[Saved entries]
====

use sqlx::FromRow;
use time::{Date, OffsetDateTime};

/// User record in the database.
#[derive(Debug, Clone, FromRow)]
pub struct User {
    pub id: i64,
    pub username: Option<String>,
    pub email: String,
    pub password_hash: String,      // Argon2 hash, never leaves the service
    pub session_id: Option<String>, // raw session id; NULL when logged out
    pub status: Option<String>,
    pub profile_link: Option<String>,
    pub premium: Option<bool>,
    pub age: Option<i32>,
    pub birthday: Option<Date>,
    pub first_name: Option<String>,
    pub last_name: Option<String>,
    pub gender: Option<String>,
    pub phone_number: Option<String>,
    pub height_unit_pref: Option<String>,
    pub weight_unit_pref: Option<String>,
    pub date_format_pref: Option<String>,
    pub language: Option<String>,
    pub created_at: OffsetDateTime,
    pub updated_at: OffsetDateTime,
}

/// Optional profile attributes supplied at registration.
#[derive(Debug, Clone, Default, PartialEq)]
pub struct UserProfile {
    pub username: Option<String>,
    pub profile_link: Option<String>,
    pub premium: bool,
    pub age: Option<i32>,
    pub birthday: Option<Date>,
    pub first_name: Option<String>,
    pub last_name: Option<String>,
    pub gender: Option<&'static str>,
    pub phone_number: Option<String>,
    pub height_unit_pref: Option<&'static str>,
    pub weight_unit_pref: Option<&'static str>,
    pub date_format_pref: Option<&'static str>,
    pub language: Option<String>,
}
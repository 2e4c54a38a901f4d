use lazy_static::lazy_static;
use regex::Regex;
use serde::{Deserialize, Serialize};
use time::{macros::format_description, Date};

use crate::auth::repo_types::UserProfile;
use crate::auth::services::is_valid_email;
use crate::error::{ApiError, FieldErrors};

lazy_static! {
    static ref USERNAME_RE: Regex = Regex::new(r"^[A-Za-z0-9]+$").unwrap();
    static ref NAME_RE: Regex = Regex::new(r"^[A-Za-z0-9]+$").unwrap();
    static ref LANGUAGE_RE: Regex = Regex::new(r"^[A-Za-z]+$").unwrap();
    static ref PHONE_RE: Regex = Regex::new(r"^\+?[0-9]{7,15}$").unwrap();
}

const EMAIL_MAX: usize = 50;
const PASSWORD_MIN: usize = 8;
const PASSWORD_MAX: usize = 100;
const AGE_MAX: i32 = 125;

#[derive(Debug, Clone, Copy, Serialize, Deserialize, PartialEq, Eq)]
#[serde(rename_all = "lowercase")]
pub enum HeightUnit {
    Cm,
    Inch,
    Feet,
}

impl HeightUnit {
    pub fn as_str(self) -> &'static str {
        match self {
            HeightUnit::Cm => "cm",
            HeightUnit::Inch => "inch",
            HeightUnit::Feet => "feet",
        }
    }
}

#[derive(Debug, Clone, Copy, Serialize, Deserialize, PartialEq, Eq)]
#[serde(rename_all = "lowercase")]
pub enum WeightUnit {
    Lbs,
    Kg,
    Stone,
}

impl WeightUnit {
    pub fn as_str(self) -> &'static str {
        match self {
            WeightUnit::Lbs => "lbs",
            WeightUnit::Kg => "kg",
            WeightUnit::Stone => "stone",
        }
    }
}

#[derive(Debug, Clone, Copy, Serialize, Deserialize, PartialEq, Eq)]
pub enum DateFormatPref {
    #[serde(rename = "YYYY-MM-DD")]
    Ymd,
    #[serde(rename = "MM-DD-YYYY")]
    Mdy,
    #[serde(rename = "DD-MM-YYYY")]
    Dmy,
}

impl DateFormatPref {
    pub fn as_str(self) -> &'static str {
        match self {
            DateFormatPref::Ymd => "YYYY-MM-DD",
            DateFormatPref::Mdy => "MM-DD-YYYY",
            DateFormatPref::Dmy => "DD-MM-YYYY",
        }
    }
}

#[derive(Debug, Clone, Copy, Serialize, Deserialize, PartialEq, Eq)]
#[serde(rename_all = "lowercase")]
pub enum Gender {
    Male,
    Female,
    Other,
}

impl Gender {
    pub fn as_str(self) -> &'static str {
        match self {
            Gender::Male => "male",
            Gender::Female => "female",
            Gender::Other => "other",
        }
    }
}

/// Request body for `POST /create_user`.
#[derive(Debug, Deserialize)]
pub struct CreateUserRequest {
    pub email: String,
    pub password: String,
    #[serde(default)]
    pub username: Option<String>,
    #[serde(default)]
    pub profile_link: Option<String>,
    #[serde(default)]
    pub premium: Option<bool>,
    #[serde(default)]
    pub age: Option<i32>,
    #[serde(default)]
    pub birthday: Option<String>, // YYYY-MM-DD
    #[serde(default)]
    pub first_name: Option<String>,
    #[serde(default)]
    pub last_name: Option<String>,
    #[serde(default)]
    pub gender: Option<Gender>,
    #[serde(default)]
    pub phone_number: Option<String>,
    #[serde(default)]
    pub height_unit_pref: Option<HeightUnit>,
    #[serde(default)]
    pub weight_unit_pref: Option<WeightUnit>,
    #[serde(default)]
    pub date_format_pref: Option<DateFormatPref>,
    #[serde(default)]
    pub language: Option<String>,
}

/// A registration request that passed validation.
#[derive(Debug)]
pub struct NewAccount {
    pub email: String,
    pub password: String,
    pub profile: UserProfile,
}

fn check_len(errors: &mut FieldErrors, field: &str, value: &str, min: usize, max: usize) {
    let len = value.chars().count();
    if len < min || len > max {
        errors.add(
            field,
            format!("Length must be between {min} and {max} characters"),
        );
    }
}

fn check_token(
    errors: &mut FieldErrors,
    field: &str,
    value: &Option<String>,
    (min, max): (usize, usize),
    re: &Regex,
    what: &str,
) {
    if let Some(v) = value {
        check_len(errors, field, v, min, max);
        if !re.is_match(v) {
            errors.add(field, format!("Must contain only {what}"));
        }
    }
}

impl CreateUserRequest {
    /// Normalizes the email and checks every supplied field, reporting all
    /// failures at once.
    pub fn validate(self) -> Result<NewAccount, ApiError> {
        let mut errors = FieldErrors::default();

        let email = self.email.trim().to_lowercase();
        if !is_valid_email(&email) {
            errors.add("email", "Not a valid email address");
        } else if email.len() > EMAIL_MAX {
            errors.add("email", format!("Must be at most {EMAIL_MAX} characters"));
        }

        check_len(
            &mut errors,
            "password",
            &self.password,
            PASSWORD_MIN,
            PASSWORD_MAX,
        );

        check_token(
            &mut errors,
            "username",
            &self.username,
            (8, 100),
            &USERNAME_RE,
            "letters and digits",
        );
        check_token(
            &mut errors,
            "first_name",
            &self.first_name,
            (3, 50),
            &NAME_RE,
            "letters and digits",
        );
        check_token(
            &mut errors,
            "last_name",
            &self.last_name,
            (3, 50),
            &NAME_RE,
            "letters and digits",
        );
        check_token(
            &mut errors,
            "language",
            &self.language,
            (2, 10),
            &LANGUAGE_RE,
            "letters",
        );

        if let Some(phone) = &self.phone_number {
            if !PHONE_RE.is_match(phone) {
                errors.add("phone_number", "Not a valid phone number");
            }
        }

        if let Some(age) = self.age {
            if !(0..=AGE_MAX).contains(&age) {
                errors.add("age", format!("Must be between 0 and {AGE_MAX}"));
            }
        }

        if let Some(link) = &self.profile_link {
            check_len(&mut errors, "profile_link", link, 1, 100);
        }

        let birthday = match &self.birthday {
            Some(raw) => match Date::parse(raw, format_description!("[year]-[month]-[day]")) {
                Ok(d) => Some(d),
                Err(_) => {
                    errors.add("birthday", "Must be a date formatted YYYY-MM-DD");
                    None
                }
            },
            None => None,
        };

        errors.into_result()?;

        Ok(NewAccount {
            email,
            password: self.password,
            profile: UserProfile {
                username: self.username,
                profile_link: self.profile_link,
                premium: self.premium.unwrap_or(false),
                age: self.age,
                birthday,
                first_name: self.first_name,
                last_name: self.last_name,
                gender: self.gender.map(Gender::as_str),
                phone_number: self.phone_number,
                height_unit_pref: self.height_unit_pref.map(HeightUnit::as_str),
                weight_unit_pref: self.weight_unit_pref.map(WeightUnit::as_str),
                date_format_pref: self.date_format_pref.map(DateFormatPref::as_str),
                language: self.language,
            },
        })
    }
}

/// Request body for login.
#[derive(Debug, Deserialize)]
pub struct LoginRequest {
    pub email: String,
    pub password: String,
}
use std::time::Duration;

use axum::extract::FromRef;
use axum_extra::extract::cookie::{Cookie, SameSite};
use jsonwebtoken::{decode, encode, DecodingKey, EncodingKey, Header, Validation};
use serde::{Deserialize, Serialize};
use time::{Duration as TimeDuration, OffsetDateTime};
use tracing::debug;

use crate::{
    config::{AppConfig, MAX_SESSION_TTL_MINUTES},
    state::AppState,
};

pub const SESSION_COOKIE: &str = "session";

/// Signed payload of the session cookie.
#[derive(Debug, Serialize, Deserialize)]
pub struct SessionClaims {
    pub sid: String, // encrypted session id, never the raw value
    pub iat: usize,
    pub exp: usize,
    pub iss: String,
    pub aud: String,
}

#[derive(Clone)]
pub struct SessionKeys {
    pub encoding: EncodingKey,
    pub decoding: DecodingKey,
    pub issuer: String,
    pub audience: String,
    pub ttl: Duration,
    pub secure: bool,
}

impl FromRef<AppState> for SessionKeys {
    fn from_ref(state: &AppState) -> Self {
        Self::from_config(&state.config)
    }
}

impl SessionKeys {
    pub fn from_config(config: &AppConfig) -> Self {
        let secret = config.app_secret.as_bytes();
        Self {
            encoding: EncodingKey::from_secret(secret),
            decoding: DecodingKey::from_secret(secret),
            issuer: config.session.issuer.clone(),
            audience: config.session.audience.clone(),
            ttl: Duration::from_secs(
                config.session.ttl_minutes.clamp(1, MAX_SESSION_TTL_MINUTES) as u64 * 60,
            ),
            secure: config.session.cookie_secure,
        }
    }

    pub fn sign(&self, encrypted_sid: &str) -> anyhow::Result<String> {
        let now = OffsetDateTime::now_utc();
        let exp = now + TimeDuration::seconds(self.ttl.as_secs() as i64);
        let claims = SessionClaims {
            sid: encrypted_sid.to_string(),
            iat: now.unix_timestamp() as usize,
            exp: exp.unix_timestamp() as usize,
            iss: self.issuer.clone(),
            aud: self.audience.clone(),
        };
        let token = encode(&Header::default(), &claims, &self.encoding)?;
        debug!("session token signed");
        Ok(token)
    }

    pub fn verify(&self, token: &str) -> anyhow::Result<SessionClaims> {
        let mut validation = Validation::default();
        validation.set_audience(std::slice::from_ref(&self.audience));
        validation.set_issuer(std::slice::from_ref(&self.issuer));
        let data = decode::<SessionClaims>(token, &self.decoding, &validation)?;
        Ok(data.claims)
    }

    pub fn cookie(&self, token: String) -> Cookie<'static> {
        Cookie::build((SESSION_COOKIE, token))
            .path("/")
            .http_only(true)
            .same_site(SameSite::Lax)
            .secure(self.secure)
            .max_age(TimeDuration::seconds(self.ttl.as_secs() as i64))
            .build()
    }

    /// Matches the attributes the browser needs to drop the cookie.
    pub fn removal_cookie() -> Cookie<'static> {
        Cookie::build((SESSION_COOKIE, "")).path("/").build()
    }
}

====

What you have to do:
Among the lines above, return those that contain the string "DateFormatPref".

Output:
pub enum DateFormatPref {
impl DateFormatPref {
            DateFormatPref::Ymd => "YYYY-MM-DD",
            DateFormatPref::Mdy => "MM-DD-YYYY",
            DateFormatPref::Dmy => "DD-MM-YYYY",
    pub date_format_pref: Option<DateFormatPref>,
                date_format_pref: self.date_format_pref.map(DateFormatPref::as_str),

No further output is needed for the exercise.